Mary Hember ( Julia's mother)

11 October 2019, 12:42

A book of Julia's photographs and thoughts is soon to be published and this will be sold to help fund the important Leukaemia research at Bart's Hospital in London. Anyone who would like to see more, or buy some of Julia's photographs which she printed herself can see more in this book. The ISBN will shortly be available and will be put on this site.

Russ Hodgson

09 May 2018, 12:51

I know something about Julia and have one of her prints. I knew her briefly in the early noughties, when we met at an Association of Photographers annual members’ show, I was introduced by my friend Richard Clark, another member.
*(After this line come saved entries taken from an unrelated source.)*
//! HTTP client for the activities endpoint.
//!
//! One GET per page, no retries. A 429 surfaces as [`RenderError::RateLimited`]
//! and is left to the caller.

use std::time::{Duration, Instant};

use futures::future::BoxFuture;
use log::{debug, info, warn};
use reqwest::{Client, StatusCode, Url};

use crate::activity::{ActivityRecord, ActivitySource, PageRequest};
use crate::config::RendererConfig;
use crate::error::{RenderError, Result};

/// Build `{endpoint}?access_token=..&page=..&per_page=..`.
pub fn activities_url(endpoint: &str, request: &PageRequest) -> Result<Url> {
    Url::parse_with_params(endpoint, request.query_pairs().iter().map(|(k, v)| (*k, v.as_str())))
        .map_err(|e| RenderError::InvalidArgument(format!("bad endpoint {:?}: {}", endpoint, e)))
}

/// Fetches activity pages over HTTPS.
#[derive(Debug, Clone)]
pub struct ActivityClient {
    client: Client,
    endpoint: String,
}

impl ActivityClient {
    /// Create a client for `config.endpoint`.
    pub fn new(config: &RendererConfig) -> Result<Self> {
        let mut builder = Client::builder()
            .user_agent(config.user_agent.as_str())
            .pool_idle_timeout(Duration::from_secs(60))
            .tcp_keepalive(Duration::from_secs(30));
        if let Some(secs) = config.timeout_secs {
            builder = builder.timeout(Duration::from_secs(secs));
        }

        Ok(Self::with_client(builder.build()?, &config.endpoint))
    }

    /// Reuse an existing reqwest client.
    pub fn with_client(client: Client, endpoint: &str) -> Self {
        Self {
            client,
            endpoint: endpoint.to_string(),
        }
    }

    pub fn endpoint(&self) -> &str {
        &self.endpoint
    }

    async fn fetch(&self, request: &PageRequest) -> Result<Vec<ActivityRecord>> {
        request.validate()?;
        let url = activities_url(&self.endpoint, request)?;

        // The URL carries the token, so logs and errors only name the endpoint
        info!(
            "[ActivityClient] GET {} page={} per_page={}",
            self.endpoint, request.page, request.per_page
        );
        let start = Instant::now();

        let response = self.client.get(url).send().await?;
        let headers_elapsed = start.elapsed();
        let status = response.status();

        if status == StatusCode::TOO_MANY_REQUESTS {
            warn!("[ActivityClient] 429 Too Many Requests after {:?}", headers_elapsed);
            return Err(RenderError::RateLimited { url: self.endpoint.clone() });
        }
        if !status.is_success() {
            warn!("[ActivityClient] HTTP {} after {:?}", status, headers_elapsed);
            return Err(RenderError::HttpStatus {
                status: status.as_u16(),
                url: self.endpoint.clone(),
            });
        }

        let bytes = response.bytes().await?;
        let body_elapsed = start.elapsed();

        let records: Vec<ActivityRecord> = serde_json::from_slice(&bytes)?;

        debug!(
            "[ActivityClient] headers={:?} body={:?}({:.1}KB)",
            headers_elapsed,
            body_elapsed,
            bytes.len() as f64 / 1024.0
        );
        info!(
            "[ActivityClient] received {} activities in {:?}",
            records.len(),
            start.elapsed()
        );

        Ok(records)
    }
}

impl ActivitySource for ActivityClient {
    fn fetch_page<'a>(&'a self, request: &'a PageRequest) -> BoxFuture<'a, Result<Vec<ActivityRecord>>> {
        Box::pin(self.fetch(request))
    }
}

#[cfg(test)]
mod tests {
    use super::*;

    #[test]
    fn test_activities_url() {
        let url = activities_url(
            "https://www.strava.com/api/v3/athlete/activities",
            &PageRequest::first("abc123", 2),
        )
        .unwrap();
        assert_eq!(
            url.as_str(),
            "https://www.strava.com/api/v3/athlete/activities?access_token=abc123&page=1&per_page=2"
        );
    }

    #[test]
    fn test_activities_url_escapes_token() {
        let url = activities_url("http://localhost/activities", &PageRequest::first("a&b c", 1)).unwrap();
        assert_eq!(url.query(), Some("access_token=a%26b+c&page=1&per_page=1"));
    }

    #[test]
    fn test_activities_url_bad_endpoint() {
        let err = activities_url("not a url", &PageRequest::first("abc", 1)).unwrap_err();
        assert!(matches!(err, RenderError::InvalidArgument(_)));
    }

    #[tokio::test]
    async fn test_invalid_request_never_hits_network() {
        // Port 9 (discard) would fail to connect; validation must fail first
        let client = ActivityClient::new(&RendererConfig {
            endpoint: "http://127.0.0.1:9/activities".to_string(),
            ..Default::default()
        })
        .unwrap();
        let err = client.fetch_page(&PageRequest::first("", 5)).await.unwrap_err();
        assert!(matches!(err, RenderError::InvalidArgument(_)));
    }
}
//! # Encoded Polyline Codec
//!
//! Decoder and encoder for the encoded polyline algorithm format used by
//! mapping and fitness APIs (`map.summary_polyline` on Strava activities).
//!
//! Each coordinate is scaled by `10^precision`, rounded, and stored as the
//! delta from the previous coordinate. A delta is zig-zag encoded (left shift,
//! inverted when negative), split into 5-bit chunks from the least significant
//! end, and every chunk except the last is flagged with `0x20`. Chunks are
//! offset by 63 so the output stays in the printable range `'?'..='~'`.
//!
//! ```rust
//! use activity_routes::polyline;
//!
//! let route = polyline::decode("_p~iF~ps|U_ulLnnqC_mqNvxq`@").unwrap();
//! assert_eq!(route.len(), 3);
//! assert_eq!(route[0].latitude, 38.5);
//! assert_eq!(route[0].longitude, -120.2);
//!
//! assert_eq!(polyline::encode(&route).unwrap(), "_p~iF~ps|U_ulLnnqC_mqNvxq`@");
//! ```

use crate::error::PolylineError;
use crate::GpsPoint;

/// Decimal digits used by Strava and Google summary polylines (factor 1e5).
pub const DEFAULT_PRECISION: u32 = 5;

/// Largest supported precision; beyond it the scaled values lose integer accuracy.
pub const MAX_PRECISION: u32 = 10;
const CHUNK_OFFSET: u8 = 63;
const MIN_CHAR: u8 = b'?';
const MAX_CHAR: u8 = b'~';
const CHUNK_MASK: i64 = 0x1f;
const CONTINUATION: i64 = 0x20;
// 12 chunks carry 60 bits, well past any valid coordinate at max precision
const MAX_SHIFT: u32 = 55;

fn scale_factor(precision: u32) -> Result<f64, PolylineError> {
    if precision > MAX_PRECISION {
        return Err(PolylineError::UnsupportedPrecision(precision));
    }
    Ok(10f64.powi(precision as i32))
}

// ============================================================================
// Decoding
// ============================================================================

/// Decode a polyline at the default precision of 5 digits.
///
/// An empty string decodes to an empty route.
pub fn decode(encoded: &str) -> Result<Vec<GpsPoint>, PolylineError> {
    decode_with_precision(encoded, DEFAULT_PRECISION)
}

/// Decode a polyline whose coordinates were scaled by `10^precision`.
///
/// Fails on characters outside `'?'..='~'`, on input that ends inside a value
/// or after a lone latitude, and on coordinates outside the WGS84 range.
pub fn decode_with_precision(encoded: &str, precision: u32) -> Result<Vec<GpsPoint>, PolylineError> {
    let factor = scale_factor(precision)?;
    let len = encoded.len();
    let mut points = Vec::with_capacity(len / 4);
    let mut index = 0;
    let mut lat: i64 = 0;
    let mut lng: i64 = 0;

    while index < len {
        let lat_start = index;
        let lat_delta = read_value(encoded, &mut index)?;
        if index >= len {
            return Err(PolylineError::MissingLongitude { position: lat_start });
        }
        let lng_start = index;
        let lng_delta = read_value(encoded, &mut index)?;

        lat = lat
            .checked_add(lat_delta)
            .ok_or(PolylineError::Overflow { position: lat_start })?;
        lng = lng
            .checked_add(lng_delta)
            .ok_or(PolylineError::Overflow { position: lng_start })?;

        let point = GpsPoint::new(lat as f64 / factor, lng as f64 / factor);
        if !point.is_valid() {
            return Err(PolylineError::OutOfRange {
                latitude: point.latitude,
                longitude: point.longitude,
            });
        }
        points.push(point);
    }

    Ok(points)
}

/// Read one zig-zag encoded value starting at `index`, advancing past it.
fn read_value(encoded: &str, index: &mut usize) -> Result<i64, PolylineError> {
    let bytes = encoded.as_bytes();
    let start = *index;
    let mut result: i64 = 0;
    let mut shift: u32 = 0;

    loop {
        let Some(&byte) = bytes.get(*index) else {
            return Err(PolylineError::Truncated { position: *index });
        };
        if !(MIN_CHAR..=MAX_CHAR).contains(&byte) {
            // Every earlier byte was ASCII, so `index` sits on a char boundary
            let character = encoded[*index..].chars().next().unwrap_or(char::REPLACEMENT_CHARACTER);
            return Err(PolylineError::InvalidCharacter { character, position: *index });
        }
        if shift > MAX_SHIFT {
            return Err(PolylineError::Overflow { position: start });
        }

        let chunk = (byte - CHUNK_OFFSET) as i64;
        *index += 1;
        result |= (chunk & CHUNK_MASK) << shift;
        shift += 5;

        if chunk & CONTINUATION == 0 {
            break;
        }
    }

    Ok(if result & 1 != 0 { !(result >> 1) } else { result >> 1 })
}

// ============================================================================
// Encoding
// ============================================================================

/// Encode a route at the default precision of 5 digits.
pub fn encode(points: &[GpsPoint]) -> Result<String, PolylineError> {
    encode_with_precision(points, DEFAULT_PRECISION)
}

/// Encode a route, scaling coordinates by `10^precision`.
pub fn encode_with_precision(points: &[GpsPoint], precision: u32) -> Result<String, PolylineError> {
    let factor = scale_factor(precision)?;
    let mut encoded = String::with_capacity(points.len() * 8);
    let mut prev_lat: i64 = 0;
    let mut prev_lng: i64 = 0;

    for point in points {
        if !point.is_valid() {
            return Err(PolylineError::InvalidCoordinate {
                latitude: point.latitude,
                longitude: point.longitude,
            });
        }
        let lat = (point.latitude * factor).round() as i64;
        let lng = (point.longitude * factor).round() as i64;

        write_value(lat - prev_lat, &mut encoded);
        write_value(lng - prev_lng, &mut encoded);

        prev_lat = lat;
        prev_lng = lng;
    }

    Ok(encoded)
}

fn write_value(delta: i64, out: &mut String) {
    let mut value = if delta < 0 { !(delta << 1) } else { delta << 1 };
    while value >= CONTINUATION {
        out.push((((value & CHUNK_MASK) | CONTINUATION) as u8 + CHUNK_OFFSET) as char);
        value >>= 5;
    }
    out.push((value as u8 + CHUNK_OFFSET) as char);
}

// ============================================================================
// Tests
// ============================================================================
//! # Geographic Utilities
//!
//! Measurements over decoded routes, used when exporting overlays.
//!
//! | Function | Description |
//! |----------|-------------|
//! | [`haversine_distance`] | Great-circle distance between two GPS points |
//! | [`route_length`] | Total length of a decoded route in meters |
//! | [`compute_bounds`] | Bounding box of a route, `None` when empty |
//! | [`merge_bounds`] | Bounding box enclosing several routes |
//! | [`to_line_string`] | Convert a route into a `geo::LineString` (x = lng, y = lat) |
//!
//! All functions expect WGS84 latitude/longitude in degrees.

use geo::{Coord, Distance, Haversine, LineString, Point};
use crate::{Bounds, GpsPoint};

// =============================================================================
// Distance Functions
// =============================================================================

/// Great-circle distance between two GPS points in meters.
///
/// ```rust
/// use activity_routes::{GpsPoint, geo_utils};
///
/// let london = GpsPoint::new(51.5074, -0.1278);
/// let paris = GpsPoint::new(48.8566, 2.3522);
///
/// let distance = geo_utils::haversine_distance(&london, &paris);
/// assert!((distance - 343_560.0).abs() < 5000.0);
/// ```
#[inline]
pub fn haversine_distance(p1: &GpsPoint, p2: &GpsPoint) -> f64 {
    let point1 = Point::new(p1.longitude, p1.latitude);
    let point2 = Point::new(p2.longitude, p2.latitude);
    Haversine::distance(point1, point2)
}

/// Total length of a route in meters.
///
/// Sums the haversine distance between consecutive points. Empty and
/// single-point routes have zero length.
pub fn route_length(points: &[GpsPoint]) -> f64 {
    points
        .windows(2)
        .map(|w| haversine_distance(&w[0], &w[1]))
        .sum()
}

// =============================================================================
// Bounding Box Functions
// =============================================================================

/// Bounding box of a route.
///
/// ```rust
/// use activity_routes::{GpsPoint, geo_utils};
///
/// let route = vec![
///     GpsPoint::new(38.5, -120.2),
///     GpsPoint::new(40.7, -120.95),
///     GpsPoint::new(43.252, -126.453),
/// ];
///
/// let bounds = geo_utils::compute_bounds(&route).unwrap();
/// assert_eq!(bounds.min_lat, 38.5);
/// assert_eq!(bounds.max_lng, -120.2);
/// assert!(geo_utils::compute_bounds(&[]).is_none());
/// ```
pub fn compute_bounds(points: &[GpsPoint]) -> Option<Bounds> {
    Bounds::from_points(points)
}

/// Smallest bounding box enclosing every non-empty route.
pub fn merge_bounds<'a, I>(routes: I) -> Option<Bounds>
where
    I: IntoIterator<Item = &'a [GpsPoint]>,
{
    routes
        .into_iter()
        .filter_map(compute_bounds)
        .reduce(|a, b| a.union(&b))
}

/// Convert a route to a `geo` line string.
pub fn to_line_string(points: &[GpsPoint]) -> LineString<f64> {
    points
        .iter()
        .map(|p| Coord { x: p.longitude, y: p.latitude })
        .collect::<Vec<_>>()
        .into()
}

// =============================================================================
// Unit Tests
// =============================================================================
The show’s title was Cafe Society and Julia’s entry was a humorous panoramic of her local caff featuring a couple of friends. I liked it and asked Julia if she would sell it to me, which she did. I can send you an image if you’re interested. I met her again at the AOP when she was recruiting potential bone marrow donors at a charity event she organised . She wasn’t so lucky herself and sadly died of leukaemia at 33. She was a talented, funny, dynamic and popular woman will many friends, who also contributed to proto urbanite hipster magazine The Idler. In their obituary to her they also described her as a fine horsewoman! If any of this is useful to build up more of a picture of an artist whose untimely death I know touched many people, then please fell free to use it.